- 1Department of Psychobiology, Universidad Nacional de Educación a Distancia (UNED), Madrid, Spain
- 2Department of Psychology, Northern Illinois University, DeKalb, IL, United States
- 3Psychophysiology Laboratory, Department of Social and Behavioural Sciences, City University of Hong Kong, Kowloon, Hong Kong SAR, China
Editorial on the Research Topic
Endocrinology of loneliness and social isolation
Recent research has identified loneliness or perceived social isolation (PSI) as one of the most crucial factors contributing to ill health and mortality (Rico-Uribe et al., 2018; Wang et al., 2018). Loneliness is conceptually different from social isolation, which is an objective measure of the lack of social relationships and interactions (Cacioppo et al., 2014). Loneliness relates to the quality rather than the quantity of social relationships, and thus individuals can be socially content when alone or be lonely in a crowd. Due to the rising prevalence of loneliness, researchers have called for immediate public health attention to address this “behavioral epidemic” (Jeste et al., 2020). The urgency of this issue has triggered a proliferation of studies aimed at addressing the physiological mechanisms translating loneliness into ill health or increased mortality in the last decades (reviewed by Cacioppo et al., 2015; Brown et al., 2018; Campagne, 2019; Smith et al., 2020). It has been suggested that dysregulation in the functioning of the neuroendocrine-immune axis is a central feature of the pathophysiology of loneliness (e.g., Hawkley and Cacioppo, 2003), despite ambiguous findings concerning the effect of social isolation on HPA and immune functioning (Hawkley et al., 2012). According to Lai et al. (2019), glucocorticoid resistance and excessive systemic inflammation associated with this pathophysiological condition may manifest in the form of enhanced non-specific immunity and suppressed humoral immunity, which explains the increased susceptibility to inflammation-driven and infectious diseases in lonely individuals. The influence between loneliness and excessive inflammation seems to be bidirectional as experimental administration of an inflammatory challenge using endotoxin has been shown to induce a feeling of social disconnection in humans (Eisenberger et al., 2010).

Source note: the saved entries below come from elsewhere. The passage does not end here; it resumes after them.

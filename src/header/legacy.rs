use std::io::Read;

use crate::config::{LEGACY_HEADER_SIZE, MAGIC_LEGACY, MAGIC_SIZE, MAX_LEGACY_LENGTH, NONCE_SIZE, SALT_SIZE};
use crate::container::ContainerError;
use crate::header::chunked::Fields;

/// Header of a legacy single-block container.
///
/// The whole payload sits under one nonce followed by one trailing tag. There
/// is no hint, no name, and no associated data.
#[derive(Debug, Clone)]
pub struct LegacyHeader {
    flags: u8,
    salt: [u8; SALT_SIZE],
    nonce: [u8; NONCE_SIZE],
    original_length: u64,
}

impl LegacyHeader {
    pub(crate) fn parse(reader: &mut dyn Read) -> Result<Self, ContainerError> {
        let mut fixed = [0u8; LEGACY_HEADER_SIZE - MAGIC_SIZE];
        reader.read_exact(&mut fixed).map_err(ContainerError::truncated("legacy header"))?;

        let mut fields = Fields::new(&fixed);
        let flags = fields.array::<1>()[0];
        let salt = fields.array::<SALT_SIZE>();
        let nonce = fields.array::<NONCE_SIZE>();
        let original_length = i64::from_le_bytes(fields.array());

        let original_length = u64::try_from(original_length)
            .ok()
            .filter(|&len| len <= MAX_LEGACY_LENGTH)
            .ok_or_else(|| ContainerError::Malformed(format!("legacy length {original_length} outside 0..={MAX_LEGACY_LENGTH}")))?;

        Ok(Self { flags, salt, nonce, original_length })
    }

    #[inline]
    pub fn flags(&self) -> u8 {
        self.flags
    }

    #[inline]
    pub fn salt(&self) -> &[u8; SALT_SIZE] {
        &self.salt
    }

    #[inline]
    pub fn nonce(&self) -> &[u8; NONCE_SIZE] {
        &self.nonce
    }

    #[inline]
    pub fn original_length(&self) -> u64 {
        self.original_length
    }

    /// Serialized header bytes.
    pub fn to_bytes(&self) -> Vec<u8> {
        let mut out = Vec::with_capacity(LEGACY_HEADER_SIZE);
        out.extend_from_slice(&MAGIC_LEGACY);
        out.push(self.flags);
        out.extend_from_slice(&self.salt);
        out.extend_from_slice(&self.nonce);
        out.extend_from_slice(&self.original_length.to_le_bytes());
        out
    }
}

#[cfg(test)]
mod tests {
    use std::io::Cursor;

    use super::*;

    fn fixed(length: i64) -> Vec<u8> {
        let mut bytes = vec![0u8];
        bytes.extend_from_slice(&[5u8; SALT_SIZE]);
        bytes.extend_from_slice(&[6u8; NONCE_SIZE]);
        bytes.extend_from_slice(&length.to_le_bytes());
        bytes
    }

    #[test]
    fn test_parse() {
        let header = LegacyHeader::parse(&mut Cursor::new(fixed(42))).unwrap();
        assert_eq!(header.original_length(), 42);
        assert_eq!(header.salt(), &[5u8; SALT_SIZE]);
        assert_eq!(header.nonce(), &[6u8; NONCE_SIZE]);
        assert_eq!(header.to_bytes().len(), LEGACY_HEADER_SIZE);
    }

    #[test]
    fn test_rejects_out_of_range_length() {
        assert!(matches!(LegacyHeader::parse(&mut Cursor::new(fixed(-1))), Err(ContainerError::Malformed(_))));
        assert!(matches!(LegacyHeader::parse(&mut Cursor::new(fixed(i64::from(i32::MAX) + 1))), Err(ContainerError::Malformed(_))));
    }

    #[test]
    fn test_rejects_truncation() {
        let bytes = fixed(42);
        assert!(matches!(LegacyHeader::parse(&mut Cursor::new(&bytes[..20])), Err(ContainerError::Malformed(_))));
    }
}
//! Lockbox - chunked, tamper-evident file containers.
//!
//! A password-protected container format with:
//! - PBKDF2-HMAC-SHA-256 key derivation and AES-256-GCM per chunk
//! - a tag table so every chunk is verified before it is written out
//! - an optional unencrypted password hint, shown only after a failed attempt
//! - batch processing across many files with a moving-average ETA

pub mod app;
pub mod batch;
pub mod cipher;
pub mod config;
pub mod container;
pub mod file;
pub mod header;
pub mod retry;
pub mod secret;
pub mod types;
pub mod ui;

This collection consists of seven papers with five empirical or preclinical and clinical studies, one review focusing on the behavioral and neurophysiological consequences of social isolation and loss (Vitale and Smith), and one perspective paper on the role of arginine vasopressin in human behaviors (Crespi et al.). In addition to reiterating findings on the association of social isolation and loneliness with altered endocrine-immune functioning or ill health, this collection may further our understanding of the complexity of this association by illuminating the effects of specific modulating factors on the health consequences of loneliness and social isolation in humans and animals. In a cross-sectional study with a mixed-sex sample of 79 seniors (mean age = 64.48 yrs., 40 women), Crespo-Sanmiguel et al. reported that loneliness was significantly associated with psychological and physical health in males, but not in females. Interestingly, these two variables had no relationship with cortisol indices including the cortisol awakening response (CAR), diurnal cortisol slope (DCS), and bedtime cortisol levels. As a result, cortisol indices did not mediate the connection between loneliness and poor health. In a separate study of 222 older adults from racially and socioeconomically diverse backgrounds (mean age = 76.82 yrs., 38% Black, 13% Hispanic), Van Bogart et al. examined the associations of loneliness—measured as a trait using a three-item loneliness scale and as an aggregated momentary feeling using an ecological momentary assessment (EMA) protocol—with basal plasmatic levels of inflammatory markers including C-reactive protein (CRP) and several cytokines, as well as LPS-stimulated levels of cytokines. A significant association was observed between trait and aggregated momentary loneliness and basal levels of CRP, a marker of systemic inflammation. This finding is consistent with the results reported in a recent meta-analytic review (e.g., Smith et al., 2020). The excessive inflammation associated with the lonely phenotype has also been verified by Nersesian et al. (2018) in a large prospective study.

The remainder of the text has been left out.